(Saved data entries)
= = =
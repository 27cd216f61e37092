//! Plain-text report sections
//!
//! Sections follow the order of a reading: dataset, statistics, efficiency,
//! time to cooking temperature, ensemble spread, then qualitative guidance.

use solaroven_core::analysis::EnsembleReport;
use solaroven_core::{CookingPhase, OvenType};

use crate::Analysis;
use crate::format::{format_minutes, format_percentage, format_ratio, format_temperature};

fn heading(title: &str, width: usize) -> Vec<String> {
    vec![title.to_string(), "=".repeat(width)]
}

fn banner(analysis: &Analysis) -> Vec<String> {
    let ovens: Vec<&str> = OvenType::ALL.iter().map(|o| o.label()).collect();
    let mut lines = heading("Solar Oven Efficiency Analysis", 50);
    lines.push(format!(
        "Dataset created: {} measurements",
        analysis.session.readings.len()
    ));
    lines.push(format!("Oven types: {}", ovens.join(", ")));
    lines.push(format!(
        "Duration: {:.0} minutes (sampled every {} minutes)",
        analysis.session.duration_minutes(),
        analysis.config.sample_interval_minutes
    ));
    lines.push(format!(
        "Ambient: {}, cooking threshold: {}",
        format_temperature(analysis.config.ambient_temp_c),
        format_temperature(analysis.config.cooking_threshold_c)
    ));
    lines.push(format!("Seed: {}", analysis.seed));
    lines
}

fn temperature_statistics(analysis: &Analysis) -> Vec<String> {
    let mut lines = heading("TEMPERATURE STATISTICS BY OVEN TYPE", 40);
    lines.push(format!(
        "{:<12}{:>10}{:>10}{:>10}{:>10}",
        "Oven", "mean", "max", "min", "std"
    ));
    for s in &analysis.summaries {
        lines.push(format!(
            "{:<12}{:>10.2}{:>10.2}{:>10.2}{:>10.2}",
            s.oven_type.label(),
            s.mean_temp_c,
            s.peak_temp_c,
            s.min_temp_c,
            s.std_dev_c
        ));
    }
    lines
}

fn efficiency_analysis(analysis: &Analysis) -> Vec<String> {
    let mut lines = heading("EFFICIENCY ANALYSIS", 25);
    lines.push(format!(
        "{:<12}{:>10}{:>10}{:>12}{:>12}{:>10}{:>8}",
        "Oven", "Avg_Temp", "Max_Temp", "Avg_Solar", "Efficiency", "vs Base", "r"
    ));
    for s in &analysis.summaries {
        lines.push(format!(
            "{:<12}{:>10.2}{:>10.2}{:>12.2}{:>12.2}{:>10}{:>8}",
            s.oven_type.label(),
            s.mean_temp_c,
            s.peak_temp_c,
            s.mean_solar_input,
            s.efficiency_ratio,
            format_ratio(s.baseline_ratio),
            format_ratio(s.radiation_correlation),
        ));
    }
    lines.push(format!(
        "Baseline: {} oven; r = radiation/temperature correlation",
        analysis.config.baseline
    ));
    lines
}

fn phase_averages(analysis: &Analysis) -> Vec<String> {
    let mut lines = heading("AVERAGE TEMPERATURE BY COOKING PHASE", 40);
    let mut header = format!("{:<12}", "Oven");
    for phase in CookingPhase::ALL {
        header.push_str(&format!("{:>14}", phase.label()));
    }
    lines.push(header);
    for s in &analysis.summaries {
        let mut row = format!("{:<12}", s.oven_type.label());
        for phase in CookingPhase::ALL {
            let cell = s
                .phase_means
                .get(&phase)
                .map_or_else(|| "-".to_string(), |m| format!("{m:.2}"));
            row.push_str(&format!("{cell:>14}"));
        }
        lines.push(row);
    }
    lines
}

fn time_to_cooking(analysis: &Analysis) -> Vec<String> {
    let threshold = analysis.config.cooking_threshold_c;
    let mut lines = heading(
        &format!("TIME TO COOKING TEMPERATURE ({threshold:.0}°C)"),
        35,
    );
    for s in &analysis.summaries {
        let line = match s.time_to_cooking_minutes {
            Some(_) => format!(
                "{}: {}",
                s.oven_type.label(),
                format_minutes(s.time_to_cooking_minutes)
            ),
            None => format!("{}: Never reached cooking temperature", s.oven_type.label()),
        };
        lines.push(line);
    }
    lines
}

fn ensemble_section(ensemble: &EnsembleReport) -> Vec<String> {
    let mut lines = heading(
        &format!("MONTE CARLO SPREAD ({} sessions)", ensemble.num_iterations),
        40,
    );
    lines.push(format!(
        "{:<12}{:>24}{:>24}{:>10}{:>12}",
        "Oven", "mean P5/P50/P95", "peak P5/P50/P95", "reach", "cook P50"
    ));
    for oven in &ensemble.ovens {
        let mean = &oven.mean_temp;
        let peak = &oven.peak_temp;
        lines.push(format!(
            "{:<12}{:>24}{:>24}{:>10}{:>12}",
            oven.oven_type.label(),
            format!("{:.1}/{:.1}/{:.1}", mean.p5, mean.p50, mean.p95),
            format!("{:.1}/{:.1}/{:.1}", peak.p5, peak.p50, peak.p95),
            format_percentage(oven.reach_rate),
            format_minutes(oven.time_to_cooking.map(|t| t.p50)),
        ));
    }
    for tally in &ensemble.recommendations {
        if let Some((oven, wins)) = tally.leader() {
            lines.push(format!(
                "{}: {} won {} of {} sessions",
                tally.need, oven, wins, ensemble.num_iterations
            ));
        }
    }
    lines
}

fn insights() -> Vec<String> {
    let mut lines = heading("SUSTAINABILITY INSIGHTS", 30);
    for oven in OvenType::ALL {
        lines.push(format!("• {} ovens: {}", oven.label(), oven.insight()));
    }
    lines
}

fn recommendations(analysis: &Analysis) -> Vec<String> {
    let mut lines = heading("COOKING RECOMMENDATIONS", 25);
    for rec in &analysis.recommendations {
        lines.push(format!(
            "• {} ({}): {} oven, {}",
            rec.need.dishes(),
            rec.need,
            rec.oven,
            rec.reason()
        ));
    }
    lines
}

fn environmental_impact() -> Vec<String> {
    let mut lines = heading("ENVIRONMENTAL IMPACT", 25);
    lines.extend(
        [
            "• Zero CO2 emissions during cooking",
            "• Reduces dependence on fossil fuels",
            "• Can be built with recycled materials",
            "• Ideal for off-grid communities",
        ]
        .map(String::from),
    );
    lines
}

/// Render the full text report
pub fn render_report(analysis: &Analysis) -> String {
    let mut sections = vec![
        banner(analysis),
        temperature_statistics(analysis),
        efficiency_analysis(analysis),
        phase_averages(analysis),
        time_to_cooking(analysis),
    ];
    if let Some(ensemble) = &analysis.ensemble {
        sections.push(ensemble_section(ensemble));
    }
    sections.push(insights());
    sections.push(recommendations(analysis));
    sections.push(environmental_impact());

    let mut out = sections
        .into_iter()
        .map(|lines| lines.join("\n"))
        .collect::<Vec<_>>()
        .join("\n\n");
    out.push('\n');
    out
}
= = =
## Exercise prompt
Copy every record above exactly as it stands.

## Output for this task
repository 27cd216f61e37092
//! Plain-text report sections
//!
//! Sections follow the order of a reading: dataset, statistics, efficiency,
//! time to cooking temperature, ensemble spread, then qualitative guidance.

use solaroven_core::analysis::EnsembleReport;
use solaroven_core::{CookingPhase, OvenType};

use crate::Analysis;
use crate::format::{format_minutes, format_percentage, format_ratio, format_temperature};

fn heading(title: &str, width: usize) -> Vec<String> {
    vec![title.to_string(), "=".repeat(width)]
}

fn banner(analysis: &Analysis) -> Vec<String> {
    let ovens: Vec<&str> = OvenType::ALL.iter().map(|o| o.label()).collect();
    let mut lines = heading("Solar Oven Efficiency Analysis", 50);
    lines.push(format!(
        "Dataset created: {} measurements",
        analysis.session.readings.len()
    ));
    lines.push(format!("Oven types: {}", ovens.join(", ")));
    lines.push(format!(
        "Duration: {:.0} minutes (sampled every {} minutes)",
        analysis.session.duration_minutes(),
        analysis.config.sample_interval_minutes
    ));
    lines.push(format!(
        "Ambient: {}, cooking threshold: {}",
        format_temperature(analysis.config.ambient_temp_c),
        format_temperature(analysis.config.cooking_threshold_c)
    ));
    lines.push(format!("Seed: {}", analysis.seed));
    lines
}

fn temperature_statistics(analysis: &Analysis) -> Vec<String> {
    let mut lines = heading("TEMPERATURE STATISTICS BY OVEN TYPE", 40);
    lines.push(format!(
        "{:<12}{:>10}{:>10}{:>10}{:>10}",
        "Oven", "mean", "max", "min", "std"
    ));
    for s in &analysis.summaries {
        lines.push(format!(
            "{:<12}{:>10.2}{:>10.2}{:>10.2}{:>10.2}",
            s.oven_type.label(),
            s.mean_temp_c,
            s.peak_temp_c,
            s.min_temp_c,
            s.std_dev_c
        ));
    }
    lines
}

fn efficiency_analysis(analysis: &Analysis) -> Vec<String> {
    let mut lines = heading("EFFICIENCY ANALYSIS", 25);
    lines.push(format!(
        "{:<12}{:>10}{:>10}{:>12}{:>12}{:>10}{:>8}",
        "Oven", "Avg_Temp", "Max_Temp", "Avg_Solar", "Efficiency", "vs Base", "r"
    ));
    for s in &analysis.summaries {
        lines.push(format!(
            "{:<12}{:>10.2}{:>10.2}{:>12.2}{:>12.2}{:>10}{:>8}",
            s.oven_type.label(),
            s.mean_temp_c,
            s.peak_temp_c,
            s.mean_solar_input,
            s.efficiency_ratio,
            format_ratio(s.baseline_ratio),
            format_ratio(s.radiation_correlation),
        ));
    }
    lines.push(format!(
        "Baseline: {} oven; r = radiation/temperature correlation",
        analysis.config.baseline
    ));
    lines
}

fn phase_averages(analysis: &Analysis) -> Vec<String> {
    let mut lines = heading("AVERAGE TEMPERATURE BY COOKING PHASE", 40);
    let mut header = format!("{:<12}", "Oven");
    for phase in CookingPhase::ALL {
        header.push_str(&format!("{:>14}", phase.label()));
    }
    lines.push(header);
    for s in &analysis.summaries {
        let mut row = format!("{:<12}", s.oven_type.label());
        for phase in CookingPhase::ALL {
            let cell = s
                .phase_means
                .get(&phase)
                .map_or_else(|| "-".to_string(), |m| format!("{m:.2}"));
            row.push_str(&format!("{cell:>14}"));
        }
        lines.push(row);
    }
    lines
}

fn time_to_cooking(analysis: &Analysis) -> Vec<String> {
    let threshold = analysis.config.cooking_threshold_c;
    let mut lines = heading(
        &format!("TIME TO COOKING TEMPERATURE ({threshold:.0}°C)"),
        35,
    );
    for s in &analysis.summaries {
        let line = match s.time_to_cooking_minutes {
            Some(_) => format!(
                "{}: {}",
                s.oven_type.label(),
                format_minutes(s.time_to_cooking_minutes)
            ),
            None => format!("{}: Never reached cooking temperature", s.oven_type.label()),
        };
        lines.push(line);
    }
    lines
}

fn ensemble_section(ensemble: &EnsembleReport) -> Vec<String> {
    let mut lines = heading(
        &format!("MONTE CARLO SPREAD ({} sessions)", ensemble.num_iterations),
        40,
    );
    lines.push(format!(
        "{:<12}{:>24}{:>24}{:>10}{:>12}",
        "Oven", "mean P5/P50/P95", "peak P5/P50/P95", "reach", "cook P50"
    ));
    for oven in &ensemble.ovens {
        let mean = &oven.mean_temp;
        let peak = &oven.peak_temp;
        lines.push(format!(
            "{:<12}{:>24}{:>24}{:>10}{:>12}",
            oven.oven_type.label(),
            format!("{:.1}/{:.1}/{:.1}", mean.p5, mean.p50, mean.p95),
            format!("{:.1}/{:.1}/{:.1}", peak.p5, peak.p50, peak.p95),
            format_percentage(oven.reach_rate),
            format_minutes(oven.time_to_cooking.map(|t| t.p50)),
        ));
    }
    for tally in &ensemble.recommendations {
        if let Some((oven, wins)) = tally.leader() {
            lines.push(format!(
                "{}: {} won {} of {} sessions",
                tally.need, oven, wins, ensemble.num_iterations
            ));
        }
    }
    lines
}

fn insights() -> Vec<String> {
    let mut lines = heading("SUSTAINABILITY INSIGHTS", 30);
    for oven in OvenType::ALL {
        lines.push(format!("• {} ovens: {}", oven.label(), oven.insight()));
    }
    lines
}

fn recommendations(analysis: &Analysis) -> Vec<String> {
    let mut lines = heading("COOKING RECOMMENDATIONS", 25);
    for rec in &analysis.recommendations {
        lines.push(format!(
            "• {} ({}): {} oven, {}",
            rec.need.dishes(),
            rec.need,
            rec.oven,
            rec.reason()
        ));
    }
    lines
}

fn environmental_impact() -> Vec<String> {
    let mut lines = heading("ENVIRONMENTAL IMPACT", 25);
    lines.extend(
        [
            "• Zero CO2 emissions during cooking",
            "• Reduces dependence on fossil fuels",
            "• Can be built with recycled materials",
            "• Ideal for off-grid communities",
        ]
        .map(String::from),
    );
    lines
}

/// Render the full text report
pub fn render_report(analysis: &Analysis) -> String {
    let mut sections = vec![
        banner(analysis),
        temperature_statistics(analysis),
        efficiency_analysis(analysis),
        phase_averages(analysis),
        time_to_cooking(analysis),
    ];
    if let Some(ensemble) = &analysis.ensemble {
        sections.push(ensemble_section(ensemble));
    }
    sections.push(insights());
    sections.push(recommendations(analysis));
    sections.push(environmental_impact());

    let mut out = sections
        .into_iter()
        .map(|lines| lines.join("\n"))
        .collect::<Vec<_>>()
        .join("\n\n");
    out.push('\n');
    out
}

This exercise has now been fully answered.